Im Bereich CAD werden Punktewolken gerne verwendet, um eingescannte Designobjekte in das CAD-System einzulesen. Bei anspruchsvollen Formen (z.B. Automobilkarosserie) wird nicht selten ein "Lehmmodell" ("Claymodell") erstellt. Mit Ziehmesser und anderen Handwerkzeugen werden die Formen aus einer Modelliermasse (Modellierlehm, "Clay") erstellt und danach eingescannt.

 

Bei symetrischen Bauteilen (z.B. Motorhaube) wird dabei nur eine Seite (z.B. nur die linke Seite) modelliert. Diese wird dann mit taktilen, messenden oder optischen Scannern eingescannt. Die dabei entstehende 3D-Geometrie besteht erst mal nur aus Punkten im Raum (Y,X,Z-Koordinaten). Diese Punktewolke wird entweder in einer spezielle Software zur "Flächenrückführung" eingelesen oder in einigen Fällen auch direkt in die CAD-Software eingelesen.

 

Die oft übliche Umwandlung von Punkten zu einfachen Oberflächennetzen, wie sie bei Computerspielen meist ausreichend ist, genügt im Automobilbau natürlich nicht! Es werden Bezier- und NURBS-Flächen durch die Punkte gelegt und dabei mit ausgefeilten Filtermethoden mögliche Messfehler ausgeglichen. Die so entstandenen hochwertigen Flächen haben dank der Nacharbeit einer erfahrenen CAD-Fachkraft exakte Flächengrenzen und exakt definierte Übergänge (tangential und meist auch kurventstetig) zu den angrenzenden Flächen. Das so aus dem "Lehmmodell" entstanden CAD-Modell kann nun realtiv einfach im CAD gespiegelt werden.
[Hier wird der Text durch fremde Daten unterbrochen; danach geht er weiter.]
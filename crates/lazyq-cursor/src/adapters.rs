//! Native source adapters.
//!
//! Each adapter decides its own restart story:
//! - `SliceCursor` and `IterCursor` rewind to the start of their (re-iterable) source.
//! - `OnceCursor` wraps a shared one-shot iterator and refuses to restart.

use std::cell::RefCell;
use std::iter::Fuse;
use std::marker::PhantomData;
use std::rc::Rc;

use lazyq_core::{Error, Result};

use crate::enumerator::Enumerator;

/// Cursor over shared, indexed storage (vectors, slices, strings as chars).
pub struct SliceCursor<T> {
    items: Rc<[T]>,
    next: usize,
    staged: Option<usize>,
    exhausted: bool,
}

impl<T> SliceCursor<T> {
    pub fn new(items: Rc<[T]>) -> Self {
        Self {
            items,
            next: 0,
            staged: None,
            exhausted: false,
        }
    }
}

impl<T> Enumerator for SliceCursor<T> {
    type Item = T;

    #[inline]
    fn advance(&mut self) -> bool {
        if self.exhausted {
            return false;
        }
        if self.next < self.items.len() {
            self.staged = Some(self.next);
            self.next += 1;
            true
        } else {
            self.exhausted = true;
            false
        }
    }

    #[inline]
    fn current(&self) -> Option<&T> {
        self.staged.and_then(|i| self.items.get(i))
    }

    fn restart(&mut self) -> Result<()> {
        self.next = 0;
        self.staged = None;
        self.exhausted = false;
        Ok(())
    }
}

/// Cursor over a re-iterable source. Restart re-derives a fresh iterator
/// from a clone of the source.
pub struct IterCursor<I: IntoIterator> {
    source: I,
    iter: Option<I::IntoIter>,
    staged: Option<I::Item>,
    exhausted: bool,
}

impl<I> IterCursor<I>
where
    I: IntoIterator + Clone,
{
    pub fn new(source: I) -> Self {
        Self {
            source,
            iter: None,
            staged: None,
            exhausted: false,
        }
    }
}

impl<I> Enumerator for IterCursor<I>
where
    I: IntoIterator + Clone,
{
    type Item = I::Item;

    fn advance(&mut self) -> bool {
        if self.exhausted {
            return false;
        }
        let source = &self.source;
        let iter = self.iter.get_or_insert_with(|| source.clone().into_iter());
        match iter.next() {
            Some(item) => {
                self.staged = Some(item);
                true
            }
            None => {
                self.exhausted = true;
                self.iter = None;
                false
            }
        }
    }

    #[inline]
    fn current(&self) -> Option<&I::Item> {
        self.staged.as_ref()
    }

    fn restart(&mut self) -> Result<()> {
        self.iter = None;
        self.staged = None;
        self.exhausted = false;
        Ok(())
    }
}

/// Shared handle to a one-shot iterator. All cursors pull from the same
/// underlying iterator, so elements are handed out at most once overall.
pub type SharedIter<I> = Rc<RefCell<Fuse<I>>>;

/// Cursor over a one-shot iterator. Restart is refused.
pub struct OnceCursor<I: Iterator> {
    shared: SharedIter<I>,
    staged: Option<I::Item>,
    exhausted: bool,
}

impl<I: Iterator> OnceCursor<I> {
    pub fn share(iter: I) -> SharedIter<I> {
        Rc::new(RefCell::new(iter.fuse()))
    }

    pub fn new(shared: SharedIter<I>) -> Self {
        Self {
            shared,
            staged: None,
            exhausted: false,
        }
    }
}

impl<I: Iterator> Enumerator for OnceCursor<I> {
    type Item = I::Item;

    fn advance(&mut self) -> bool {
        if self.exhausted {
            return false;
        }
        let next = self.shared.borrow_mut().next();
        match next {
            Some(item) => {
                self.staged = Some(item);
                true
            }
            None => {
                self.exhausted = true;
                false
            }
        }
    }

    #[inline]
    fn current(&self) -> Option<&I::Item> {
        self.staged.as_ref()
    }

    fn restart(&mut self) -> Result<()> {
        Err(Error::RestartUnsupported)
    }
}

/// Cursor that never yields.
pub struct EmptyCursor<T> {
    _marker: PhantomData<T>,
}

impl<T> EmptyCursor<T> {
    pub fn new() -> Self {
        Self {
            _marker: PhantomData,
        }
    }
}

impl<T> Default for EmptyCursor<T> {
    fn default() -> Self {
        Self::new()
    }
}

impl<T> Enumerator for EmptyCursor<T> {
    type Item = T;

    fn advance(&mut self) -> bool {
        false
    }

    fn current(&self) -> Option<&T> {
        None
    }

    fn restart(&mut self) -> Result<()> {
        Ok(())
    }
}

#[cfg(test)]
mod tests {
    use super::*;
    use crate::enumerator::EnumeratorExt;

    #[test]
    fn test_slice_cursor_freezes_current_after_exhaustion() {
        let mut cursor = SliceCursor::new(vec![10, 20].into());
        assert!(cursor.advance());
        assert!(cursor.advance());
        assert!(!cursor.advance());
        assert!(!cursor.advance());
        assert_eq!(cursor.current(), Some(&20));
    }

    #[test]
    fn test_slice_cursor_restart_reproduces_order() {
        let mut cursor = SliceCursor::new(vec![3, 1, 2].into());
        let first: Vec<_> = std::iter::from_fn(|| cursor.next_value()).collect();
        cursor.restart().expect("restart");
        assert_eq!(cursor.current(), None);
        let second: Vec<_> = std::iter::from_fn(|| cursor.next_value()).collect();
        assert_eq!(first, vec![3, 1, 2]);
        assert_eq!(first, second);
    }

    #[test]
    fn test_iter_cursor_rederives_on_restart() {
        let set: std::collections::BTreeSet<i32> = [5, 1, 3].into_iter().collect();
        let mut cursor = IterCursor::new(set);
        let first: Vec<_> = std::iter::from_fn(|| cursor.next_value()).collect();
        cursor.restart().expect("restart");
        let second: Vec<_> = std::iter::from_fn(|| cursor.next_value()).collect();
        assert_eq!(first, vec![1, 3, 5]);
        assert_eq!(first, second);
    }

    #[test]
    fn test_once_cursor_refuses_restart() {
        let shared = OnceCursor::share(vec![1, 2, 3].into_iter());
        let mut a = OnceCursor::new(Rc::clone(&shared));
        assert_eq!(a.next_value(), Some(1));
        assert_eq!(a.restart(), Err(Error::RestartUnsupported));

        // A second cursor continues from the shared position.
        let mut b = OnceCursor::new(shared);
        assert_eq!(b.next_value(), Some(2));
        assert_eq!(a.next_value(), Some(3));
        assert!(!b.advance());
        assert_eq!(b.current(), Some(&2));
    }

    #[test]
    fn test_empty_cursor() {
        let mut cursor = EmptyCursor::<u8>::new();
        assert!(!cursor.advance());
        assert_eq!(cursor.current(), None);
    }
}
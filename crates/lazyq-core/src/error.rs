use thiserror::Error;

/// Canonical result for every lazyq crate.
pub type Result<T> = std::result::Result<T, Error>;

/// Failures surfaced by operators and terminal consumers.
///
/// Errors raised inside caller-supplied closures are not represented here:
/// a panicking predicate unwinds through the terminal call that drove it.
#[derive(Debug, Clone, PartialEq, Eq, Error)]
pub enum Error {
    #[error("argument '{param}' out of range ({value}): {reason}")]
    OutOfRange {
        param: &'static str,
        value: String,
        reason: &'static str,
    },

    #[error("{op}: sequence contains no elements")]
    EmptySequence { op: &'static str },

    #[error("{op}: no element satisfies the predicate")]
    NoMatch { op: &'static str },

    #[error("{op}: more than one element satisfies the condition")]
    AmbiguousMatch { op: &'static str },

    #[error("{op}: source is single-pass and cannot be enumerated twice")]
    SinglePass { op: &'static str },

    #[error("restart is not supported by a cursor over a one-shot iterator")]
    RestartUnsupported,
}

impl Error {
    pub fn out_of_range(
        param: &'static str,
        value: impl ToString,
        reason: &'static str,
    ) -> Self {
        Error::OutOfRange {
            param,
            value: value.to_string(),
            reason,
        }
    }
}
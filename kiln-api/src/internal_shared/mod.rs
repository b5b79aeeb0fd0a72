mod dirty_mask;
pub use dirty_mask::MAX_DESCRIPTORS_PER_SET;
pub(crate) use dirty_mask::DirtyMask;

mod state_cell;
pub(crate) use state_cell::ResourceStateCell;

mod pipeline_cache;
pub(crate) use pipeline_cache::PipelineCache;

mod resource_common;
pub(crate) use resource_common::{allocate_view_id, BufferCommon, TextureCommon};
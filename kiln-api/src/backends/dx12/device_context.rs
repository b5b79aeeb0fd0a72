use super::descriptor_heap::Dx12DescriptorHeap;
use super::{
    KilnBufferDx12, KilnGraphicsContextDx12, KilnPipelineDx12, KilnResourceSetDx12,
    KilnRootSignatureDx12, KilnSamplerDx12, KilnShaderDx12, KilnShaderModuleDx12, KilnTextureDx12,
};
use crate::internal_shared::PipelineCache;
use crate::{
    KilnBufferDef, KilnComputePsoDef, KilnDeviceInfo, KilnGraphicsPsoDef, KilnPipeline,
    KilnResult, KilnRootSignatureDef, KilnRootSignatureFlags, KilnSamplerDef, KilnShaderModuleDef,
    KilnShaderStageDef, KilnTextureDef,
};
use std::sync::Arc;
use windows::Win32::Graphics::Direct3D12::*;

const CBV_SRV_UAV_HEAP_SIZE: u32 = 65536;
const SAMPLER_HEAP_SIZE: u32 = 2048;
const RTV_HEAP_SIZE: u32 = 4096;
const DSV_HEAP_SIZE: u32 = 1024;

pub(crate) struct KilnDeviceContextDx12Inner {
    pub(crate) device: ID3D12Device,
    device_info: KilnDeviceInfo,
    // Shader-visible heaps all resource sets share, plus CPU staging heaps views are
    // created into before being copied over in one batch
    pub(crate) cbv_srv_uav_heap: Dx12DescriptorHeap,
    pub(crate) sampler_heap: Dx12DescriptorHeap,
    pub(crate) cbv_srv_uav_staging_heap: Dx12DescriptorHeap,
    pub(crate) sampler_staging_heap: Dx12DescriptorHeap,
    pub(crate) rtv_heap: Dx12DescriptorHeap,
    pub(crate) dsv_heap: Dx12DescriptorHeap,
    graphics_pipelines: PipelineCache<KilnPipeline>,
    compute_pipelines: PipelineCache<KilnPipeline>,
}

/// Wraps an externally created d3d12 device. The device must outlive this context and
/// everything created from it.
#[derive(Clone)]
pub struct KilnDeviceContextDx12 {
    pub(crate) inner: Arc<KilnDeviceContextDx12Inner>,
}

impl std::fmt::Debug for KilnDeviceContextDx12 {
    fn fmt(
        &self,
        f: &mut std::fmt::Formatter,
    ) -> std::fmt::Result {
        f.debug_struct("KilnDeviceContextDx12").finish()
    }
}

impl KilnDeviceContextDx12 {
    pub fn new(
        device: ID3D12Device,
        device_info: KilnDeviceInfo,
    ) -> KilnResult<Self> {
        let cbv_srv_uav_heap = Dx12DescriptorHeap::new(
            &device,
            D3D12_DESCRIPTOR_HEAP_TYPE_CBV_SRV_UAV,
            CBV_SRV_UAV_HEAP_SIZE,
            true,
        )?;
        let sampler_heap = Dx12DescriptorHeap::new(
            &device,
            D3D12_DESCRIPTOR_HEAP_TYPE_SAMPLER,
            SAMPLER_HEAP_SIZE,
            true,
        )?;
        let cbv_srv_uav_staging_heap = Dx12DescriptorHeap::new(
            &device,
            D3D12_DESCRIPTOR_HEAP_TYPE_CBV_SRV_UAV,
            CBV_SRV_UAV_HEAP_SIZE,
            false,
        )?;
        let sampler_staging_heap = Dx12DescriptorHeap::new(
            &device,
            D3D12_DESCRIPTOR_HEAP_TYPE_SAMPLER,
            SAMPLER_HEAP_SIZE,
            false,
        )?;
        let rtv_heap =
            Dx12DescriptorHeap::new(&device, D3D12_DESCRIPTOR_HEAP_TYPE_RTV, RTV_HEAP_SIZE, false)?;
        let dsv_heap =
            Dx12DescriptorHeap::new(&device, D3D12_DESCRIPTOR_HEAP_TYPE_DSV, DSV_HEAP_SIZE, false)?;

        Ok(KilnDeviceContextDx12 {
            inner: Arc::new(KilnDeviceContextDx12Inner {
                device,
                device_info,
                cbv_srv_uav_heap,
                sampler_heap,
                cbv_srv_uav_staging_heap,
                sampler_staging_heap,
                rtv_heap,
                dsv_heap,
                graphics_pipelines: PipelineCache::new(),
                compute_pipelines: PipelineCache::new(),
            }),
        })
    }

    pub fn device(&self) -> &ID3D12Device {
        &self.inner.device
    }

    pub fn device_info(&self) -> &KilnDeviceInfo {
        &self.inner.device_info
    }

    pub fn create_texture(
        &self,
        texture_def: &KilnTextureDef,
    ) -> KilnResult<KilnTextureDx12> {
        KilnTextureDx12::new(self, texture_def)
    }

    pub fn create_buffer(
        &self,
        buffer_def: &KilnBufferDef,
    ) -> KilnResult<KilnBufferDx12> {
        KilnBufferDx12::new(self, buffer_def)
    }

    pub fn create_sampler(
        &self,
        sampler_def: &KilnSamplerDef,
    ) -> KilnResult<KilnSamplerDx12> {
        KilnSamplerDx12::new(sampler_def)
    }

    pub fn create_shader_module(
        &self,
        shader_module_def: KilnShaderModuleDef,
    ) -> KilnResult<KilnShaderModuleDx12> {
        KilnShaderModuleDx12::new(shader_module_def)
    }

    pub fn create_shader(
        &self,
        stage_def: &KilnShaderStageDef,
    ) -> KilnResult<KilnShaderDx12> {
        KilnShaderDx12::new(stage_def)
    }

    pub fn create_root_signature(
        &self,
        root_signature_def: &KilnRootSignatureDef,
        name: &str,
        flags: KilnRootSignatureFlags,
    ) -> KilnResult<KilnRootSignatureDx12> {
        KilnRootSignatureDx12::new(self, root_signature_def, name, flags)
    }

    pub(crate) fn create_resource_set_storage(
        &self,
        root_signature: &KilnRootSignatureDx12,
        first_param: u32,
        param_count: u32,
    ) -> KilnResult<KilnResourceSetDx12> {
        KilnResourceSetDx12::new(self, root_signature, first_param, param_count)
    }

    pub(crate) fn create_graphics_context_backend(&self) -> KilnResult<KilnGraphicsContextDx12> {
        KilnGraphicsContextDx12::new(self)
    }

    pub(crate) fn get_or_create_graphics_pipeline(
        &self,
        hash: u64,
        def: &KilnGraphicsPsoDef,
    ) -> KilnResult<KilnPipeline> {
        self.inner.graphics_pipelines.get_or_create(hash, || {
            Ok(KilnPipeline::Dx12(KilnPipelineDx12::new_graphics_pipeline(
                self, def,
            )?))
        })
    }

    pub(crate) fn get_or_create_compute_pipeline(
        &self,
        hash: u64,
        def: &KilnComputePsoDef,
    ) -> KilnResult<KilnPipeline> {
        self.inner.compute_pipelines.get_or_create(hash, || {
            Ok(KilnPipeline::Dx12(KilnPipelineDx12::new_compute_pipeline(
                self, def,
            )?))
        })
    }

    pub fn cached_pipeline_count(&self) -> usize {
        self.inner.graphics_pipelines.len() + self.inner.compute_pipelines.len()
    }

    pub fn destroy_all_pipelines(&self) {
        self.inner.graphics_pipelines.clear();
        self.inner.compute_pipelines.clear();
    }
}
Es liegt nun ein exakt beschriebenes Modell einer Autokarroserie (oder Teile davon) vor.

 

Aus diesem 3D-Modell kann nun ein weiteres "Lehmmodell" aus Modelliermasse im Maßstab 1:1 zur weiteren Begutachtung gefräst werden. Kleinere Designänderungen können nun wieder an das Modell vorgenommen werden, wieder eingescannt und wieder mit Flächenrückführung erneut in das nun neue,revisionierte CAD-Modell eingefügt werden. Diese Schritte können sich daurchaus sehr häufig wiederholen und erklärt mit auch die hohen Kosten und den Zeitaufwand beim Entwickeln einer neuen Karosserie (oder der Innenausstattung). Man ist bestrebt, diese Schritte zunehmend in speziellen Visualisierungsprogrammen abzubilden, aber ganz will man aus verschiedenen Gründen auf diese Technik noch nicht verzichten.

 

Datenformate für Punktewolken im Raum

Zum Import von Punktewolken in die CAD-Software werden folgende Dateiformate verwendet: IGES, STEP, (Autodesk)-DXF, IV, STL-Schnittstelle, STL-A (ASCII), STL-B (Binär), WRL, RCP und RCS (Liste ist nicht vollständig).